On Fri, Feb 24, 2023 at 3:04 PM Bob Bridges <robhbrid...@gmail.com> wrote:
>
> Oh, I was going to mention that surely allocating datasets, either in batch 
> or TSO, has got to seem like one of the dumbest and most incomprehensible 
> things we do on the mainframe, to a foreigner.
>
> ---
> Bob Bridges, robhbrid...@gmail.com, cell 336 382-7313
>
> /* Just as the people who were alive when the telephone was invented had no 
> way of knowing that the new device would someday make it possible for 
> virtually every person on Earth, regardless of physical location, to be 
> interrupted at dinner, so are we fundamentally ignorant of the ways in which 
> the computer will ultimately change our lives.  We cannot see the future; we 
> do not know what lies around the next bend on the Information Superhighway; 
> we cannot predict where, ultimately, the Computer Revolution will take us.  

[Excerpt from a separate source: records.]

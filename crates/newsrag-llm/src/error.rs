use thiserror::Error;

/// Errors returned by the chat completions client.
#[derive(Debug, Error)]
pub enum LlmError {
    /// Network or TLS failure from the underlying HTTP client.
    #[error("HTTP error: {0}")]
    Http(#[from] reqwest::Error),

    /// The API answered with a non-success status.
    #[error("chat API returned status {status}: {body}")]
    UnexpectedStatus { status: u16, body: String },

    /// The response body could not be deserialized into the expected type.
    #[error("JSON deserialization error for {context}: {source}")]
    Deserialize {
        context: String,
        #[source]
        source: serde_json::Error,
    },

    /// The completion carried no choices.
    #[error("chat API returned no choices for model {model}")]
    EmptyCompletion { model: String },

    #[error("invalid chat client configuration: {0}")]
    InvalidConfig(String),
}
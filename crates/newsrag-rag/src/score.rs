//! Extraction of the `Score: X` sentiment line from model output.

use std::sync::LazyLock;

use regex::Regex;

use crate::error::RagError;

static SCORE_RE: LazyLock<Regex> = LazyLock::new(|| {
    Regex::new(r"(?i)\*{0,2}score\*{0,2}\s*:\s*([-+]?\d*\.?\d+)").expect("valid score regex")
});

/// Parses the first `score: <number>` in `text`, case-insensitively.
///
/// Markdown bold around the label (`**Score**: 0.4`, `**Score: 0.4**`) is
/// accepted. The value is returned as written and is not clamped.
///
/// # Errors
///
/// Returns [`RagError::MissingScore`] if no score is present.
pub fn extract_score(text: &str) -> Result<f32, RagError> {
    SCORE_RE
        .captures(text)
        .and_then(|caps| caps.get(1))
        .and_then(|m| m.as_str().parse::<f32>().ok())
        .ok_or(RagError::MissingScore)
}
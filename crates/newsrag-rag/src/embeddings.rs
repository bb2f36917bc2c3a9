//! Embedding boundary and its TEI (Text Embeddings Inference) client.

use std::future::Future;
use std::time::Duration;

use serde::Serialize;

use crate::error::RagError;

/// Default number of texts per /embed call.
pub const DEFAULT_BATCH_SIZE: usize = 32;

/// Turns texts into fixed-dimension vectors.
///
/// Implementations return exactly one vector per input, in input order, and
/// must be deterministic for a fixed model. The same embedder has to be used
/// for building an index and for querying it.
pub trait Embedder {
    fn embed(&self, texts: &[&str]) -> impl Future<Output = Result<Vec<Vec<f32>>, RagError>> + Send;
}

/// TEI HTTP client.
pub struct TeiEmbedder {
    client: reqwest::Client,
    url: String,
    batch_size: usize,
}

#[derive(Serialize)]
struct EmbedRequest<'a> {
    inputs: &'a [&'a str],
}

impl TeiEmbedder {
    /// Create a client for the TEI server at `tei_url`.
    ///
    /// # Errors
    ///
    /// Returns [`RagError::Embedding`] if the HTTP client cannot be built.
    pub fn new(tei_url: &str, batch_size: usize, timeout_secs: u64) -> Result<Self, RagError> {
        let client = reqwest::Client::builder()
            .timeout(Duration::from_secs(timeout_secs))
            .connect_timeout(Duration::from_secs(10))
            .build()
            .map_err(|e| RagError::Embedding(format!("failed to build TEI client: {e}")))?;

        Ok(Self {
            client,
            url: format!("{}/embed", tei_url.trim_end_matches('/')),
            batch_size: batch_size.max(1),
        })
    }
}

impl Embedder for TeiEmbedder {
    /// Texts are sent in groups of `batch_size`, one request at a time.
    ///
    /// # Errors
    ///
    /// Returns [`RagError::Embedding`] if a request fails, the response cannot
    /// be parsed, or TEI returns a different number of vectors than inputs.
    async fn embed(&self, texts: &[&str]) -> Result<Vec<Vec<f32>>, RagError> {
        let mut all_embeddings = Vec::with_capacity(texts.len());

        for (batch_no, batch) in texts.chunks(self.batch_size).enumerate() {
            let request = EmbedRequest { inputs: batch };
            let response = self
                .client
                .post(&self.url)
                .json(&request)
                .send()
                .await
                .map_err(|e| RagError::Embedding(format!("TEI request failed: {e}")))?;

            if !response.status().is_success() {
                return Err(RagError::Embedding(format!(
                    "TEI returned status {}",
                    response.status()
                )));
            }

            let embeddings: Vec<Vec<f32>> = response
                .json()
                .await
                .map_err(|e| RagError::Embedding(format!("TEI response parse error: {e}")))?;

            if embeddings.len() != batch.len() {
                return Err(RagError::Embedding(format!(
                    "TEI returned {} embeddings for {} inputs",
                    embeddings.len(),
                    batch.len()
                )));
            }

            tracing::debug!(batch = batch_no, size = batch.len(), "embedded batch");
            all_embeddings.extend(embeddings);
        }

        Ok(all_embeddings)
    }
}
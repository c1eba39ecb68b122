//! 编排层（Orchestration Layer）
//!
//! ## 职责
//!
//! 本层负责批量处理和流程调度，是整个系统的"指挥中心"。
//!
//! ## 模块划分
//!
//! ### `batch_processor` - 批量图片处理器
//! - 管理应用生命周期（初始化、运行）
//! - 收集待处理图片名（命令行参数或目录扫描）
//! - 管理 JSON 目录资源（load 一次 → 逐个套用 → save 最多一次）
//! - 输出全局统计信息
//!
//! ## 层次关系
//!
//! ```text
//! batch_processor (处理 Vec<图片名>)
//!     ↓
//! workflow::ImageFlow (处理单张图片)
//!     ↓
//! services (能力层：parse / catalog / validate / report)
//! ```
//!
//! ## 设计原则
//!
//! 1. **资源隔离**：只有编排层持有 CatalogService
//! 2. **向下依赖**：编排层 → workflow → services
//! 3. **无业务逻辑**：只做调度和统计，不做具体业务判断

pub mod batch_processor;

// 重新导出主要类型
pub use batch_processor::{App, ProcessingStats};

> All we know for certain is that, when we finally get there, we won’t have 
> enough RAM.  –from “Dave Barry in Cyberspace” */
>
> -----Original Message-----
> From: robhbrid...@gmail.com <robhbrid...@gmail.com>
> Sent: Friday, February 24, 2023 16:01
>
> In the semi-famous Logica hack in Sweden - I did some research into the 
> details, some years ago - the intruders seemed competent to write their own 
> binary code and run it in OMVS.  But they bogged down when they had to 
> link-edit something; they had a number of failures because of a laughably bad 
> JOB card, and eventually gave up.  In Unix they were perfectly comfortable, 
> but JCL conquered them.
>
> I was tempted to sneer at the time ("can't even be bothered to read an error 
> message!"), but I've been learning mainframe for 30 years now.  Wait, 40 
> years?  My gosh, 50, almost!  I gotta learn to subtract faster than that.  

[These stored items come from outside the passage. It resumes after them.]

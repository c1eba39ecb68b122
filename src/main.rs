use anyhow::Result;
use auto_image_mapper::orchestrator::App;
use auto_image_mapper::utils::logging;
use auto_image_mapper::Config;

#[tokio::main]
async fn main() -> Result<()> {
    // 初始化日志
    logging::init();

    // 加载配置
    let config = Config::from_env();

    // 命令行参数作为图片名；为空时进入批量模式扫描图片目录
    let image_names: Vec<String> = std::env::args().skip(1).collect();

    // 初始化并运行应用
    App::initialize(config).await?.run(image_names).await?;

    Ok(())
}
//! 报告写入服务 - 业务能力层
//!
//! 只负责"把每个图片名的处理结果写进报告文件"能力，不关心流程

use anyhow::Result;
use std::fs::OpenOptions;
use std::io::Write;
use tracing::debug;

/// 报告写入服务
///
/// 职责：
/// - 批次开始时写入带时间戳的报告头
/// - 逐行追加 OK / FAIL / SKIP 结果
/// - 不关心流程顺序
pub struct ReportWriter {
    report_file_path: String,
}

impl ReportWriter {
    /// 创建新的报告写入服务
    pub fn new() -> Self {
        Self {
            report_file_path: "output.txt".to_string(),
        }
    }

    /// 使用自定义文件路径创建
    pub fn with_path(path: impl Into<String>) -> Self {
        Self {
            report_file_path: path.into(),
        }
    }

    /// 写入报告头（覆盖旧报告）
    pub async fn init(&self) -> Result<()> {
        let header = format!(
            "{}\n图片映射报告 - {}\n{}\n\n",
            "=".repeat(60),
            chrono::Local::now().format("%Y-%m-%d %H:%M:%S"),
            "=".repeat(60)
        );
        tokio::fs::write(&self.report_file_path, header).await?;
        Ok(())
    }

    /// 追加一行处理结果
    ///
    /// # 参数
    /// - `line`: 结果行（如 `OK: 已将 34_qu_1.png 添加到题目 ID 34`）
    pub async fn write_line(&self, line: &str) -> Result<()> {
        debug!("写入报告: {}", line);

        let mut file = OpenOptions::new()
            .create(true)
            .append(true)
            .open(&self.report_file_path)?;

        let entry = format!(
            "[{}] {}\n",
            chrono::Local::now().format("%H:%M:%S"),
            line
        );
        file.write_all(entry.as_bytes())?;

        Ok(())
    }
}

impl Default for ReportWriter {
    fn default() -> Self {
        Self::new()
    }
}
//! 图片目录校验服务 - 业务能力层
//!
//! 只负责"某个图片文件是否真实存在于指定目录"能力。
//! 未配置目录时视为不校验（添加模式下的兜底由调用方决定）。

use std::path::PathBuf;

/// 图片目录校验服务
#[derive(Debug, Clone, Default)]
pub struct FolderValidator {
    folder: Option<PathBuf>,
}

impl FolderValidator {
    /// 创建新的校验服务，空字符串表示未配置目录
    pub fn new(folder: &str) -> Self {
        let folder = folder.trim();
        Self {
            folder: if folder.is_empty() {
                None
            } else {
                Some(PathBuf::from(folder))
            },
        }
    }

    /// 是否配置了图片目录
    pub fn is_enabled(&self) -> bool {
        self.folder.is_some()
    }

    /// 配置的图片目录
    pub fn folder(&self) -> Option<&PathBuf> {
        self.folder.as_ref()
    }

    /// 校验文件是否存在
    ///
    /// 未配置目录时返回 true（无法校验则放行）
    pub fn validate(&self, file_name: &str) -> bool {
        match &self.folder {
            Some(folder) => folder.join(file_name).exists(),
            None => true,
        }
    }
}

> Anyway, I've forgotten more than they're likely ever to learn, as the saying 
> goes (and I'm by no means expert), so it's probably well to keep in mind that 
> it wasn't obvious to me at first, either.
>
> -----Original Message-----
> From: IBM Mainframe Discussion List <IBM-MAIN@LISTSERV.UA.EDU> On Behalf Of 
> Farley, Peter
> Sent: Friday, February 24, 2023 12:23
>
> ....I have been using the IBM Zxplore website on my own time for over a year 
> now for enhanced learning of some of the "new" technologies available on our 
> mainframe systems, and I have been consistently surprised to observe the 
> actual difficulties that genuine newcomers to mainframe systems have with 
> many fundamental concepts that we take for granted.  The "almost tree-like 
> (but not really)" structure of mainframe datasets and the use (and mis-use) 
> of JCL seem to be the most frequent cause of misunderstanding and errors, 
> along with learning to read and understand the messages generated from a 
> batch job or utility execution.
>
> It isn't the client-side tool interface (VSCode vs TSO/ISPF) that gives most 
> of the newcomers fits, they seem to pick that up without too many problems.  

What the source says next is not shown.